Occupy's First Anniversary

By Mike Dorf

On the first anniversary of the launch of Occupy Wall Street, pundits as well as past and present Occupiers have been weighing in on whether the movement succeeded or failed, and where, if anywhere, it goes from here.  Although I never manned the barricades, I'll admit that I have been intrigued by Occupy, and broadly sympathetic to its methods as well as most of its goals.  In this post, I want to say a word about the nature and future of Occupy.


From very early on, Occupy was criticized for lacking a concrete agenda.  Some of this criticism came from the right, and seemed deliberately obtuse about the clear concern with economic justice voiced by nearly all of the Occupiers.  But even many commentators who were broadly sympathetic with Occupy's orientation relative to conventional political categories were concerned about the movement's failure to come forward with a concrete program or to enter conventional politics.

How fair is that criticism?  To the extent that OWS is a haven for anarchists--as some of the "official" program indicates--it pretty clearly misses the point.  The anarchist wing of OWS thinks that the extant political system and any economic system that makes a place for substantial corporate activity is necessarily rotten.  Of course such people will not put forward a legislative program to be ignored by the people who hold power in that system.

But the truth is that, as with the American left more generally, anarchists are very much over-represented among the visible self-appointed leadership of OWS.  Rank-and-file Occupiers are not, fundamentally, radicals.  They seem much more in the tradition of pre-Marxist 19th-century American transcendental utopianism.  These are earnest, decent people--often more than a bit naive but certainly not bomb-throwers.  If that sounds like a condescending description, I don't mean it to be.  My point is simply that other than skewing young, the membership of Occupy is not all that different from American society more broadly.

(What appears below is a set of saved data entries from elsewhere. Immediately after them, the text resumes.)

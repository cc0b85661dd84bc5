//! Chat messages exchanged between the user and the ad agent.
//!
//! Only a subset of messages is durable. [`ChatMessage::is_persistable`]
//! is the single rule deciding which messages may ever reach the server;
//! progress updates, in-flight generations and temporary messages stay
//! local and disappear on reload.

use std::fmt;
use std::str::FromStr;

use serde::{Deserialize, Serialize};

use crate::ad_generation::AdGenerationData;
use crate::error::CoreError;
use crate::types::{EntityId, Timestamp};

// ---------------------------------------------------------------------------
// Role
// ---------------------------------------------------------------------------

#[derive(Debug, Clone, Copy, PartialEq, Eq, Hash, Serialize, Deserialize)]
#[serde(rename_all = "snake_case")]
pub enum MessageRole {
    User,
    Assistant,
}

impl MessageRole {
    pub fn as_str(self) -> &'static str {
        match self {
            Self::User => "user",
            Self::Assistant => "assistant",
        }
    }
}

impl FromStr for MessageRole {
    type Err = CoreError;

    fn from_str(s: &str) -> Result<Self, Self::Err> {
        match s {
            "user" => Ok(Self::User),
            "assistant" => Ok(Self::Assistant),
            other => Err(CoreError::UnknownRole(other.to_string())),
        }
    }
}

impl fmt::Display for MessageRole {
    fn fmt(&self, f: &mut fmt::Formatter<'_>) -> fmt::Result {
        f.write_str(self.as_str())
    }
}

// ---------------------------------------------------------------------------
// Message type
// ---------------------------------------------------------------------------

/// Kind of chat message. Stored server-side in the `message_type` column.
#[derive(Debug, Clone, Copy, PartialEq, Eq, Hash, Serialize, Deserialize)]
#[serde(rename_all = "snake_case")]
pub enum MessageType {
    /// Plain conversational text.
    Text,
    /// An ad-generation job that is still running.
    AdGeneration,
    /// Intermediate agent status line.
    AgentProgress,
    /// Final agent result, usually with generated images.
    AgentOutput,
    /// An error surfaced to the user.
    Error,
}

impl MessageType {
    pub const ALL: [MessageType; 5] = [
        Self::Text,
        Self::AdGeneration,
        Self::AgentProgress,
        Self::AgentOutput,
        Self::Error,
    ];

    pub fn as_str(self) -> &'static str {
        match self {
            Self::Text => "text",
            Self::AdGeneration => "ad_generation",
            Self::AgentProgress => "agent_progress",
            Self::AgentOutput => "agent_output",
            Self::Error => "error",
        }
    }
}

impl FromStr for MessageType {
    type Err = CoreError;

    fn from_str(s: &str) -> Result<Self, Self::Err> {
        Self::ALL
            .into_iter()
            .find(|t| t.as_str() == s)
            .ok_or_else(|| CoreError::UnknownMessageType(s.to_string()))
    }
}

impl fmt::Display for MessageType {
    fn fmt(&self, f: &mut fmt::Formatter<'_>) -> fmt::Result {
        f.write_str(self.as_str())
    }
}

// ---------------------------------------------------------------------------
// Message
// ---------------------------------------------------------------------------

/// A chat message as held in the local chat store.
#[derive(Debug, Clone, PartialEq, Serialize, Deserialize)]
#[serde(rename_all = "camelCase")]
pub struct ChatMessage {
    pub id: EntityId,
    pub role: MessageRole,
    #[serde(rename = "type")]
    pub kind: MessageType,
    pub content: String,
    pub timestamp: Timestamp,
    #[serde(default, skip_serializing_if = "Option::is_none")]
    pub ad_data: Option<AdGenerationData>,
    #[serde(default)]
    pub image_urls: Vec<String>,
    /// Marks UI-only messages (typing indicators, local notices).
    #[serde(default)]
    pub is_temporary: bool,
}

impl ChatMessage {
    /// Create a message stamped with a fresh id and the current time.
    pub fn new(role: MessageRole, kind: MessageType, content: impl Into<String>) -> Self {
        Self {
            id: uuid::Uuid::new_v4(),
            role,
            kind,
            content: content.into(),
            timestamp: chrono::Utc::now(),
            ad_data: None,
            image_urls: Vec::new(),
            is_temporary: false,
        }
    }

    pub fn user_text(content: impl Into<String>) -> Self {
        Self::new(MessageRole::User, MessageType::Text, content)
    }

    pub fn assistant_text(content: impl Into<String>) -> Self {
        Self::new(MessageRole::Assistant, MessageType::Text, content)
    }

    pub fn with_images(mut self, image_urls: Vec<String>) -> Self {
        self.image_urls = image_urls;
        self
    }

    pub fn with_ad_data(mut self, ad_data: AdGenerationData) -> Self {
        self.ad_data = Some(ad_data);
        self
    }

    pub fn temporary(mut self) -> Self {
        self.is_temporary = true;
        self
    }

    /// An agent output is complete once its job (if any) has finished
    /// successfully.
    pub fn is_completed(&self) -> bool {
        self.ad_data.as_ref().map_or(true, AdGenerationData::is_completed)
    }

    /// Whether this message may be written to the server.
    ///
    /// Plain text and completed agent output survive a reload; in-flight
    /// generations, progress lines, errors and temporary messages never
    /// leave the client.
    pub fn is_persistable(&self) -> bool {
        if self.is_temporary {
            return false;
        }
        match self.kind {
            MessageType::Text => true,
            MessageType::AgentOutput => self.is_completed(),
            MessageType::AdGeneration | MessageType::AgentProgress | MessageType::Error => false,
        }
    }
}

// ---------------------------------------------------------------------------
// Tests
// ---------------------------------------------------------------------------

So I don't think it quite right to defend the agenda-less-ness of Occupy on the ground that anarchists don't need an agenda, since Occupy is not mostly made up of anarchists. But neither is it agenda-less. Yes, as with any mass movement, there was some muddled thinking--with Ron Paul-style "end the Fed" signs and Tea-Party-style opposition to the bank bailouts of the late Bush Administration. But for the most part, Occupy has stood for a fairly clear progressive agenda that includes, at its core, the following:

--more progressive taxation;
--campaign finance reform;
--re-regulation of financial institutions, along the lines of Glass-Steagall
--debt relief for homeowners and students.

That list is remarkable not for being ill-formed or radical but for how moderate and mainstream it is. Each of these items has been proposed by multiple elected officials at some point over the last four years. Some portion of it was enacted before Occupy got going (in the form of Dodd-Frank) but to the extent that the rest of it has stalled politically, that does not appear to be because of any lack of specificity or disconnection from the world of political reality. With more Democrats in Congress, something like the foregoing agenda might well have been--or still be--enacted.

If there has been a substantial flaw in the Occupy vision and strategy, I think it is the movement's tendency to view American politics through a pox-on-both-your-houses lens. It's true, as Occupiers say, that in many respects the mainstream of the Democratic Party is almost as beholden to monied interests as the Republicans are. But there remains enough of a difference between the parties to render arguments about equivalence somewhere between silly and dangerous (should they be used to justify sitting out elections or supporting spoiler candidates).

Indeed, given how comfortably Occupy fits into the progressive wing of the Democratic party, the real question for the movement going forward may be figuring out its raison d'etre. Other groups that formed spontaneously have tended to simply become part of the furniture of American left/liberalism. MoveOn went this way over a decade ago. If the Occupiers do not wish to simply be absorbed by the American left, is there any constructive yet distinctive role that it might play?

Perhaps. Occupy's distinctiveness thus far has been its flat, consensus-based organizational structure. If that was a bit of a headache for outdoor protests, it poses a serious challenge as Occupy goes indoors and online. But it is also quite an opportunity. The 2008 Obama campaign began to harness the power of social networks for a conventional political campaign. In 2012, both parties routinely integrate Facebook and Twitter into their fundraising, politicking and organizing. But those are examples of basically top-down organizations trying to take advantage of the horizontal structure of social networks. A true horizontal movement (like Occupy) ought to be able to find opportunities in the new technologies that have thus far eluded more traditional organizations.

What are those opportunities? I certainly don't know, but then, I'm not a twenty-something Occupier. Occupy could disappear, but it also could invent some interesting new forms of political engagement. We'll have to check back in on it at a later anniversary.